Papua’s original staples — potatoes, taro and sago — were much more efficient than rice and don’t require expensive fertilizers or complex knowledge about cultivation and irrigation systems, he says.
But as rice continues to be heavily subsidized, traditional staples remain more expensive. So, there is little incentive to revert back.
“All Papuan children grow up on rice,” said native Papuan Dorus Wakum, “but it is not our culture.”
Wakum says that despite the cost, some Papuans are now returning to traditional staples in protest of what they see as Indonesian occupation of their land and culture.
While Suharto’s so-called homogenization program has fostered a dependence on rice, critics argue that his rice policy was an attempt to “Indonesianize” the native Melanesian tribes of West Papua.
Professor Supriyono spent several years researching the subject in Papua and says the local population was told that only “primitive” peoples ate sweet potatoes and sago.
“The message was conveyed by civil servants and teachers from Java. In local dialect they would say that developed people only eat rice,” he said. “In the 1980s parents told their children that if they wanted to be developed like people in Java they had to eat rice.”
Today, Few Papuans know how to cultivate rice — most rice fields in the province are owned by Javanese migrants — even though they remain dependent upon it.
It’s a policy that Supriyono argues was used to disempower Papuans and take control of the resource-rich province.
West Papua is home to one of the world’s largest gold and copper mines — an operation that provides the single largest tax payment to the Indonesian government. Suharto signed the deal on the Freeport-McMoran mine in 1967, just two years before a controversial referendum voted that Papua would become part of Indonesia.
Over recent months there has been growing discontent in the region. Workers at the giant mine are into their second month on strike, while Papuan separatists declared their independence from Indonesia at a planned congress in late October.
It is debatable how significant Suharto’s rice policies are to the current political and social havoc in Papua, but the government is under increasing pressure to resolve the issues and secure the nation’s food stocks.

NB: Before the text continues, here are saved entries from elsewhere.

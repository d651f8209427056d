use super::{ArrayAdapter, DenseArray};
use crate::{
    buffer::Buffer,
    complex::Complex128,
    dtype::{get_default_dtype, DType},
    error::{Error, Result},
    scalar::Scalar,
};
use rand::{
    distributions::{Distribution, Uniform},
    Rng,
};
use rand_distr::Normal;

impl DenseArray {
    pub fn new<T>(data: T) -> Result<Self>
    where
        T: ArrayAdapter,
    {
        let shape = data.to_shape();
        let buffer = data.into_buffer()?;
        Self::from_buffer(buffer, &shape)
    }

    pub fn zeros(shape: &[usize]) -> Self {
        Self::zeros_with_dtype(shape, get_default_dtype())
    }

    pub fn zeros_with_dtype(shape: &[usize], dtype: DType) -> Self {
        let size = shape.iter().product();
        Self::from_parts(Buffer::zeros(size, dtype), shape)
    }

    pub fn ones(shape: &[usize]) -> Self {
        Self::ones_with_dtype(shape, get_default_dtype())
    }

    pub fn ones_with_dtype(shape: &[usize], dtype: DType) -> Self {
        let one = match dtype {
            DType::F64 => Scalar::F64(1.0),
            DType::C128 => Scalar::C128(Complex128::ONE),
        };
        Self::full(shape, one)
    }

    pub fn full(shape: &[usize], value: impl Into<Scalar>) -> Self {
        let size = shape.iter().product();
        Self::from_parts(Buffer::filled(size, value.into()), shape)
    }

    pub fn zeros_like(&self) -> Self {
        Self::zeros_with_dtype(self.shape(), self.dtype())
    }

    pub fn ones_like(&self) -> Self {
        Self::ones_with_dtype(self.shape(), self.dtype())
    }

    /// Uniform samples on `[low, high)`.
    pub fn rand(shape: &[usize], low: f64, high: f64) -> Result<Self> {
        Self::rand_with_rng(shape, low, high, &mut rand::thread_rng())
    }

    pub fn rand_with_rng<R: Rng + ?Sized>(shape: &[usize], low: f64, high: f64, rng: &mut R) -> Result<Self> {
        if !(low < high) {
            return Err(Error::InvalidArgument(format!(
                "rand requires low < high, got low={} high={}",
                low, high
            )));
        }
        let dist = Uniform::new(low, high);
        let size: usize = shape.iter().product();
        let data = (0..size).map(|_| dist.sample(rng)).collect();
        Self::from_vec(data, shape)
    }

    /// Normal samples with the given mean and standard deviation.
    pub fn randn(shape: &[usize], mean: f64, std: f64) -> Result<Self> {
        Self::randn_with_rng(shape, mean, std, &mut rand::thread_rng())
    }

    pub fn randn_with_rng<R: Rng + ?Sized>(shape: &[usize], mean: f64, std: f64, rng: &mut R) -> Result<Self> {
        let normal = Normal::new(mean, std).map_err(|e| Error::External { message: e.to_string() })?;
        let size: usize = shape.iter().product();
        let data = (0..size).map(|_| normal.sample(rng)).collect();
        Self::from_vec(data, shape)
    }
}

#[cfg(test)]
mod tests {
    use super::*;
    use rand::{rngs::StdRng, SeedableRng};

    #[test]
    fn nested_vectors() -> Result<()> {
        let a = DenseArray::new(vec![vec![1.0, 2.0, 3.0], vec![4.0, 5.0, 6.0]])?;
        assert_eq!(a.shape(), &[2, 3]);
        assert_eq!(a.to_flatten_vec()?, vec![1.0, 2.0, 3.0, 4.0, 5.0, 6.0]);

        let c = DenseArray::new(vec![Complex128::new(1.0, -1.0)])?;
        assert_eq!(c.dtype(), DType::C128);

        let s = DenseArray::new(2.5)?;
        assert_eq!(s.shape(), &[] as &[usize]);
        Ok(())
    }

    #[test]
    fn ragged_input_is_a_conversion_error() {
        let err = DenseArray::new(vec![vec![1.0, 2.0], vec![3.0]]).unwrap_err();
        assert!(matches!(err, Error::ConversionError(_)));

        let err = DenseArray::new(vec![vec![vec![1.0, 2.0]], vec![vec![3.0], vec![4.0]]]).unwrap_err();
        assert!(matches!(err, Error::ConversionError(_)));
    }

    #[test]
    fn seeded_rand_is_reproducible_and_in_range() -> Result<()> {
        let a = DenseArray::rand_with_rng(&[4, 4], -0.5, 0.5, &mut StdRng::seed_from_u64(7))?;
        let b = DenseArray::rand_with_rng(&[4, 4], -0.5, 0.5, &mut StdRng::seed_from_u64(7))?;
        assert_eq!(a, b);
        assert!(a.to_flatten_vec()?.iter().all(|x| (-0.5..0.5).contains(x)));
        assert!(DenseArray::rand(&[2], 1.0, 1.0).is_err());
        Ok(())
    }

    #[test]
    fn randn_rejects_negative_std() {
        assert!(DenseArray::randn(&[3], 0.0, -1.0).is_err());
    }
}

The recent heavy flooding in Thailand is likely to affect future rice imports and rising rice prices are likely to hit Indonesia’s poor the hardest.
The government has planned a huge food estate in Meruake, West Papua, which is expected to produce almost 2 million tons of rice starting 2014, though it is unclear how much this will benefit local Papuans.
For conservation scientist Supriatna, the simple answer is to overcome the stigma associated with traditional staples and to eat less rice.
“Today there is a perception that if you are not eating rice you are a very poor guy and government programs for the poor are all about rice,” he said.
“But the important thing is to diversify for food security — to bananas, corn, sweet potatoes, cassava and sago… Indonesia needs to go back to its original diversity.”